__Your instructions__. Gather all lines in the entries that include the word "back".

__Material supplied__.

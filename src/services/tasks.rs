//! Remote-task adapter: thin boundary over the geospatial compute service.
//!
//! The orchestrator only consumes four operations: list the members of an
//! image collection, submit an image/table export task, and query a task's
//! state. Everything the service does internally (the geospatial algorithms)
//! is out of scope.
//!
//! Errors never cross this boundary as panics or control flow; callers get a
//! `Result` and decide whether to back off (poller) or materialize a failure
//! (stage workers).

use std::path::Path;
use std::sync::Arc;
use std::time::{Duration, Instant};

use async_trait::async_trait;
use secrecy::{ExposeSecret, SecretString};
use serde::Deserialize;
use tokio::sync::RwLock;
use tracing::{debug, warn};

use crate::error::{AppError, AppResult};
use crate::models::{ImageExportRequest, RemoteTaskStatus, TableTaskDescriptor, TaskSubmission};

/// HTTP connect timeout for compute-service calls.
const CONNECT_TIMEOUT: Duration = Duration::from_secs(10);
/// HTTP total timeout for compute-service calls.
const REQUEST_TIMEOUT: Duration = Duration::from_secs(60);
/// Access tokens are refreshed one minute before they expire.
const TOKEN_EXPIRY_SLACK: Duration = Duration::from_secs(60);

/// Boundary the stage workers and the poller talk through.
#[async_trait]
pub trait TaskService: Send + Sync {
    /// Names of the image assets inside a collection (final path segment).
    async fn list_image_assets(&self, collection_path: &str) -> AppResult<Vec<String>>;

    /// Dates of the daily images inside an upstream source collection,
    /// sorted ascending.
    async fn collection_dates(&self, collection_path: &str) -> AppResult<Vec<chrono::NaiveDate>>;

    /// Submit one monthly image-generation task.
    async fn submit_image_export(&self, request: &ImageExportRequest) -> AppResult<TaskSubmission>;

    /// Submit one table-statistics task.
    async fn submit_table_export(
        &self,
        descriptor: &TableTaskDescriptor,
        bucket: Option<&str>,
    ) -> AppResult<TaskSubmission>;

    /// Current remote state of a previously submitted task.
    async fn task_status(&self, task_id: &str) -> AppResult<RemoteTaskStatus>;
}

/// Service-account credential document (the fields this adapter consumes).
#[derive(Debug, Deserialize)]
struct ServiceAccountKey {
    client_email: String,
    private_key: String,
    token_uri: String,
    project_id: String,
}

#[derive(serde::Serialize)]
struct TokenClaims<'a> {
    iss: &'a str,
    scope: &'a str,
    aud: &'a str,
    iat: i64,
    exp: i64,
}

#[derive(Deserialize)]
struct TokenResponse {
    access_token: String,
    expires_in: u64,
}

struct CachedToken {
    token: SecretString,
    expires_at: Instant,
}

/// HTTP client for the geospatial compute service, authenticated with a
/// service-account identity.
pub struct GeoComputeClient {
    http: reqwest::Client,
    base_url: String,
    project_id: String,
    client_email: String,
    private_key: SecretString,
    token_uri: String,
    token_cache: Arc<RwLock<Option<CachedToken>>>,
}

const DEFAULT_BASE_URL: &str = "https://earthengine.googleapis.com/v1";
const TOKEN_SCOPE: &str =
    "https://www.googleapis.com/auth/earthengine https://www.googleapis.com/auth/cloud-platform";

impl GeoComputeClient {
    /// Build a client from the configured credential document.
    pub fn from_credentials_file(path: &Path) -> AppResult<Self> {
        let raw = std::fs::read_to_string(path).map_err(|e| {
            AppError::RemoteTask(format!("Cannot read credentials file {}: {}", path.display(), e))
        })?;
        let key: ServiceAccountKey = serde_json::from_str(&raw)
            .map_err(|e| AppError::RemoteTask(format!("Invalid credentials document: {}", e)))?;

        let http = reqwest::Client::builder()
            .connect_timeout(CONNECT_TIMEOUT)
            .timeout(REQUEST_TIMEOUT)
            .build()
            .map_err(|e| AppError::RemoteTask(format!("Failed to build HTTP client: {}", e)))?;

        Ok(Self {
            http,
            base_url: DEFAULT_BASE_URL.to_string(),
            project_id: key.project_id,
            client_email: key.client_email,
            private_key: SecretString::from(key.private_key),
            token_uri: key.token_uri,
            token_cache: Arc::new(RwLock::new(None)),
        })
    }

    /// Override the service endpoint (used against emulators).
    pub fn with_base_url(mut self, base_url: impl Into<String>) -> Self {
        self.base_url = base_url.into();
        self
    }

    /// Mint or reuse a bearer token for the service identity.
    async fn access_token(&self) -> AppResult<SecretString> {
        {
            let cache = self.token_cache.read().await;
            if let Some(cached) = cache.as_ref() {
                if cached.expires_at > Instant::now() + TOKEN_EXPIRY_SLACK {
                    return Ok(cached.token.clone());
                }
            }
        }

        let now = chrono::Utc::now().timestamp();
        let claims = TokenClaims {
            iss: &self.client_email,
            scope: TOKEN_SCOPE,
            aud: &self.token_uri,
            iat: now,
            exp: now + 3600,
        };
        let assertion = jsonwebtoken::encode(
            &jsonwebtoken::Header::new(jsonwebtoken::Algorithm::RS256),
            &claims,
            &jsonwebtoken::EncodingKey::from_rsa_pem(self.private_key.expose_secret().as_bytes())
                .map_err(|e| AppError::RemoteTask(format!("Invalid service-account key: {}", e)))?,
        )
        .map_err(|e| AppError::RemoteTask(format!("Failed to sign token assertion: {}", e)))?;

        debug!("Requesting compute-service access token");
        let response = self
            .http
            .post(&self.token_uri)
            .form(&[
                ("grant_type", "urn:ietf:params:oauth:grant-type:jwt-bearer"),
                ("assertion", assertion.as_str()),
            ])
            .send()
            .await?
            .error_for_status()
            .map_err(|e| AppError::RemoteTask(format!("Token exchange failed: {}", e)))?;
        let token: TokenResponse = response.json().await?;

        let secret = SecretString::from(token.access_token);
        let mut cache = self.token_cache.write().await;
        *cache = Some(CachedToken {
            token: secret.clone(),
            expires_at: Instant::now() + Duration::from_secs(token.expires_in),
        });
        Ok(secret)
    }

    async fn get_json(&self, url: &str) -> AppResult<serde_json::Value> {
        let token = self.access_token().await?;
        let response = self
            .http
            .get(url)
            .bearer_auth(token.expose_secret())
            .send()
            .await?
            .error_for_status()
            .map_err(|e| AppError::RemoteTask(e.to_string()))?;
        Ok(response.json().await?)
    }

    async fn post_json(&self, url: &str, body: &serde_json::Value) -> AppResult<serde_json::Value> {
        let token = self.access_token().await?;
        let response = self
            .http
            .post(url)
            .bearer_auth(token.expose_secret())
            .json(body)
            .send()
            .await?
            .error_for_status()
            .map_err(|e| AppError::RemoteTask(e.to_string()))?;
        Ok(response.json().await?)
    }

    /// List every asset name in a collection, following pagination.
    async fn list_assets(&self, collection_path: &str) -> AppResult<Vec<String>> {
        let mut names = Vec::new();
        let mut page_token: Option<String> = None;
        loop {
            let mut url = format!(
                "{}/{}:listAssets?pageSize=1000",
                self.base_url, collection_path
            );
            if let Some(token) = &page_token {
                url.push_str(&format!("&pageToken={}", token));
            }
            let body = self.get_json(&url).await?;
            if let Some(assets) = body.get("assets").and_then(|a| a.as_array()) {
                for asset in assets {
                    if let Some(name) = asset.get("name").and_then(|n| n.as_str()) {
                        if let Some(leaf) = name.rsplit('/').next() {
                            names.push(leaf.to_string());
                        }
                    }
                }
            }
            page_token = body
                .get("nextPageToken")
                .and_then(|t| t.as_str())
                .map(|t| t.to_string());
            if page_token.is_none() {
                break;
            }
        }
        Ok(names)
    }

    fn submission_from_operation(body: &serde_json::Value) -> TaskSubmission {
        let task_id = body
            .get("name")
            .and_then(|n| n.as_str())
            .map(|n| n.to_string());
        let task_status = body
            .pointer("/metadata/state")
            .and_then(|s| s.as_str())
            .unwrap_or("PENDING")
            .to_string();
        let error = body
            .pointer("/error/message")
            .and_then(|m| m.as_str())
            .map(|m| m.to_string());
        TaskSubmission {
            task_id,
            task_status,
            error,
        }
    }
}

/// Parse a trailing `YYYY[-_]MM[-_]DD` date out of an asset name.
fn parse_trailing_date(name: &str) -> Option<chrono::NaiveDate> {
    if name.len() < 10 {
        return None;
    }
    let tail = &name[name.len() - 10..];
    let bytes = tail.as_bytes();
    let seps_ok = (bytes[4] == b'-' || bytes[4] == b'_') && (bytes[7] == b'-' || bytes[7] == b'_');
    if !seps_ok {
        return None;
    }
    let normalized = tail.replace('_', "-");
    chrono::NaiveDate::parse_from_str(&normalized, "%Y-%m-%d").ok()
}

#[async_trait]
impl TaskService for GeoComputeClient {
    async fn list_image_assets(&self, collection_path: &str) -> AppResult<Vec<String>> {
        self.list_assets(collection_path).await
    }

    async fn collection_dates(&self, collection_path: &str) -> AppResult<Vec<chrono::NaiveDate>> {
        let names = self.list_assets(collection_path).await?;
        let mut dates: Vec<chrono::NaiveDate> =
            names.iter().filter_map(|n| parse_trailing_date(n)).collect();
        dates.sort();
        if dates.is_empty() {
            warn!("Collection {} contains no dated images", collection_path);
        }
        Ok(dates)
    }

    async fn submit_image_export(&self, request: &ImageExportRequest) -> AppResult<TaskSubmission> {
        let url = format!("{}/projects/{}/image:export", self.base_url, self.project_id);
        let body = serde_json::json!({
            "description": request.name,
            "assetExportOptions": {
                "assetId": format!("{}/{}", request.collection_path, request.name),
            },
            "parameters": {
                "month": request.month,
                "aoi": request.aoi_asset_path,
                "dem": request.dem_asset_path,
            },
        });
        let response = self.post_json(&url, &body).await?;
        Ok(Self::submission_from_operation(&response))
    }

    async fn submit_table_export(
        &self,
        descriptor: &TableTaskDescriptor,
        bucket: Option<&str>,
    ) -> AppResult<TaskSubmission> {
        let url = format!("{}/projects/{}/table:export", self.base_url, self.project_id);
        let mut body = serde_json::json!({
            "description": descriptor.name,
            "parameters": {
                "basin": descriptor.basin_code,
                "sourceCollection": descriptor.source_collection,
            },
        });
        match bucket {
            Some(bucket) => {
                body["fileExportOptions"] = serde_json::json!({
                    "cloudStorageDestination": {
                        "bucket": bucket,
                        "filenamePrefix": format!("{}/{}", descriptor.path, descriptor.name),
                    },
                });
            }
            None => {
                body["fileExportOptions"] = serde_json::json!({
                    "driveDestination": {
                        "folder": descriptor.path,
                        "filenamePrefix": descriptor.name,
                    },
                });
            }
        }
        let response = self.post_json(&url, &body).await?;
        Ok(Self::submission_from_operation(&response))
    }

    async fn task_status(&self, task_id: &str) -> AppResult<RemoteTaskStatus> {
        let url = format!("{}/{}", self.base_url, task_id);
        let body = self.get_json(&url).await?;
        let status = body
            .pointer("/metadata/state")
            .and_then(|s| s.as_str())
            .unwrap_or("UNKNOWN")
            .to_string();
        let error = body
            .pointer("/error/message")
            .and_then(|m| m.as_str())
            .map(|m| m.to_string());
        Ok(RemoteTaskStatus { status, error })
    }
}

#[cfg(test)]
mod tests {
    use super::*;

    #[test]
    fn test_parse_trailing_date() {
        assert_eq!(
            parse_trailing_date("2024_01_15"),
            Some(chrono::NaiveDate::from_ymd_opt(2024, 1, 15).unwrap())
        );
        assert_eq!(
            parse_trailing_date("MOD10A1_2023-12-31"),
            Some(chrono::NaiveDate::from_ymd_opt(2023, 12, 31).unwrap())
        );
        assert_eq!(parse_trailing_date("Snow_TAC_2024_01"), None);
        assert_eq!(parse_trailing_date("short"), None);
    }

    #[test]
    fn test_submission_from_operation() {
        let body = serde_json::json!({
            "name": "projects/snow/operations/ABC123",
            "metadata": { "state": "PENDING" },
        });
        let submission = GeoComputeClient::submission_from_operation(&body);
        assert_eq!(
            submission.task_id.as_deref(),
            Some("projects/snow/operations/ABC123")
        );
        assert_eq!(submission.task_status, "PENDING");
        assert!(submission.error.is_none());
        assert_eq!(submission.state(), crate::models::ExportState::Running);
    }
}
//! SMTP mailer: renders into one multipart (text + HTML) message and sends it.

use lettre::message::{header, MultiPart, SinglePart};
use lettre::transport::smtp::authentication::Credentials;
use lettre::{AsyncSmtpTransport, AsyncTransport, Message, Tokio1Executor};
use secrecy::{ExposeSecret, SecretString};
use tracing::info;

use crate::config::EmailSettings;
use crate::error::{AppError, AppResult};

/// SMTP delivery service.
pub struct EmailService {
    transport: AsyncSmtpTransport<Tokio1Executor>,
    from_address: String,
    to_address: Vec<String>,
}

impl EmailService {
    /// Build from validated email settings (`enable_email` implies all
    /// fields are present; enforced by the config loader).
    pub fn new(settings: &EmailSettings) -> AppResult<Self> {
        let host = settings
            .host
            .as_deref()
            .ok_or_else(|| AppError::Report("SMTP host not configured".to_string()))?;
        let port = settings
            .port
            .ok_or_else(|| AppError::Report("SMTP port not configured".to_string()))?;
        let user = settings
            .user
            .clone()
            .ok_or_else(|| AppError::Report("SMTP user not configured".to_string()))?;
        let password: &SecretString = settings
            .password
            .as_ref()
            .ok_or_else(|| AppError::Report("SMTP password not configured".to_string()))?;

        let transport = AsyncSmtpTransport::<Tokio1Executor>::starttls_relay(host)
            .map_err(|e| AppError::Report(format!("Invalid SMTP relay '{}': {}", host, e)))?
            .port(port)
            .credentials(Credentials::new(user, password.expose_secret().to_string()))
            .build();

        Ok(Self {
            transport,
            from_address: settings
                .from_address
                .clone()
                .ok_or_else(|| AppError::Report("SMTP from_address not configured".to_string()))?,
            to_address: settings.to_address.clone(),
        })
    }

    /// Send one multipart message to every configured recipient.
    pub async fn send_report(&self, subject: &str, text: &str, html: &str) -> AppResult<()> {
        let mut builder = Message::builder().from(
            self.from_address
                .parse()
                .map_err(|e| AppError::Report(format!("Invalid from address: {}", e)))?,
        );
        for recipient in &self.to_address {
            builder = builder.to(recipient
                .parse()
                .map_err(|e| AppError::Report(format!("Invalid recipient '{}': {}", recipient, e)))?);
        }

        let message = builder
            .subject(subject)
            .multipart(
                MultiPart::alternative()
                    .singlepart(
                        SinglePart::builder()
                            .header(header::ContentType::TEXT_PLAIN)
                            .body(text.to_string()),
                    )
                    .singlepart(
                        SinglePart::builder()
                            .header(header::ContentType::TEXT_HTML)
                            .body(html.to_string()),
                    ),
            )
            .map_err(|e| AppError::Report(format!("Failed to build message: {}", e)))?;

        self.transport
            .send(message)
            .await
            .map_err(|e| AppError::Report(format!("SMTP delivery failed: {}", e)))?;

        info!("Report message sent to {} recipient(s)", self.to_address.len());
        Ok(())
    }
}
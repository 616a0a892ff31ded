//! Create exports table.
//!
//! One row per remote task. The `(state, next_check_at)` and `lease_until`
//! indices back the poller's due-task scan.

use sea_orm_migration::prelude::*;

#[derive(DeriveMigrationName)]
pub struct Migration;

#[async_trait::async_trait]
impl MigrationTrait for Migration {
    async fn up(&self, manager: &SchemaManager) -> Result<(), DbErr> {
        manager
            .create_table(
                Table::create()
                    .table(Export::Table)
                    .if_not_exists()
                    .col(
                        ColumnDef::new(Export::Id)
                            .string_len(36)
                            .not_null()
                            .primary_key(),
                    )
                    .col(ColumnDef::new(Export::JobId).string_len(36).not_null())
                    .col(ColumnDef::new(Export::State).string().not_null())
                    .col(ColumnDef::new(Export::Type).string().not_null())
                    .col(ColumnDef::new(Export::Name).string().not_null())
                    .col(ColumnDef::new(Export::Target).string().not_null())
                    .col(ColumnDef::new(Export::Path).text().not_null())
                    .col(ColumnDef::new(Export::TaskId).string())
                    .col(ColumnDef::new(Export::TaskStatus).string().not_null())
                    .col(ColumnDef::new(Export::Error).text())
                    .col(
                        ColumnDef::new(Export::NextCheckAt)
                            .timestamp_with_time_zone()
                            .not_null(),
                    )
                    .col(ColumnDef::new(Export::LeaseUntil).timestamp_with_time_zone())
                    .col(
                        ColumnDef::new(Export::PollIntervalSec)
                            .integer()
                            .not_null()
                            .default(15),
                    )
                    .col(
                        ColumnDef::new(Export::Attempts)
                            .integer()
                            .not_null()
                            .default(0),
                    )
                    .col(ColumnDef::new(Export::DeadlineAt).timestamp_with_time_zone())
                    .col(
                        ColumnDef::new(Export::CreatedAt)
                            .timestamp_with_time_zone()
                            .not_null(),
                    )
                    .col(
                        ColumnDef::new(Export::UpdatedAt)
                            .timestamp_with_time_zone()
                            .not_null(),
                    )
                    .foreign_key(
                        ForeignKey::create()
                            .name("fk_exports_job_id")
                            .from(Export::Table, Export::JobId)
                            .to(Job::Table, Job::Id)
                            .on_delete(ForeignKeyAction::Cascade),
                    )
                    .to_owned(),
            )
            .await?;

        manager
            .create_index(
                Index::create()
                    .name("idx_exports_job_id")
                    .table(Export::Table)
                    .col(Export::JobId)
                    .to_owned(),
            )
            .await?;

        manager
            .create_index(
                Index::create()
                    .name("idx_exports_due")
                    .table(Export::Table)
                    .col(Export::State)
                    .col(Export::NextCheckAt)
                    .to_owned(),
            )
            .await?;

        manager
            .create_index(
                Index::create()
                    .name("idx_exports_lease")
                    .table(Export::Table)
                    .col(Export::LeaseUntil)
                    .to_owned(),
            )
            .await?;

        Ok(())
    }

    async fn down(&self, manager: &SchemaManager) -> Result<(), DbErr> {
        manager
            .drop_table(Table::drop().table(Export::Table).to_owned())
            .await
    }
}

#[derive(DeriveIden)]
enum Export {
    #[sea_orm(iden = "exports")]
    Table,
    Id,
    JobId,
    State,
    Type,
    Name,
    Target,
    Path,
    TaskId,
    TaskStatus,
    Error,
    NextCheckAt,
    LeaseUntil,
    PollIntervalSec,
    Attempts,
    DeadlineAt,
    CreatedAt,
    UpdatedAt,
}

#[derive(DeriveIden)]
enum Job {
    #[sea_orm(iden = "jobs")]
    Table,
    Id,
}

__Answer to the problem__.
//! `Result` and decide whether to back off (poller) or materialize a failure
//! indices back the poller's due-task scan.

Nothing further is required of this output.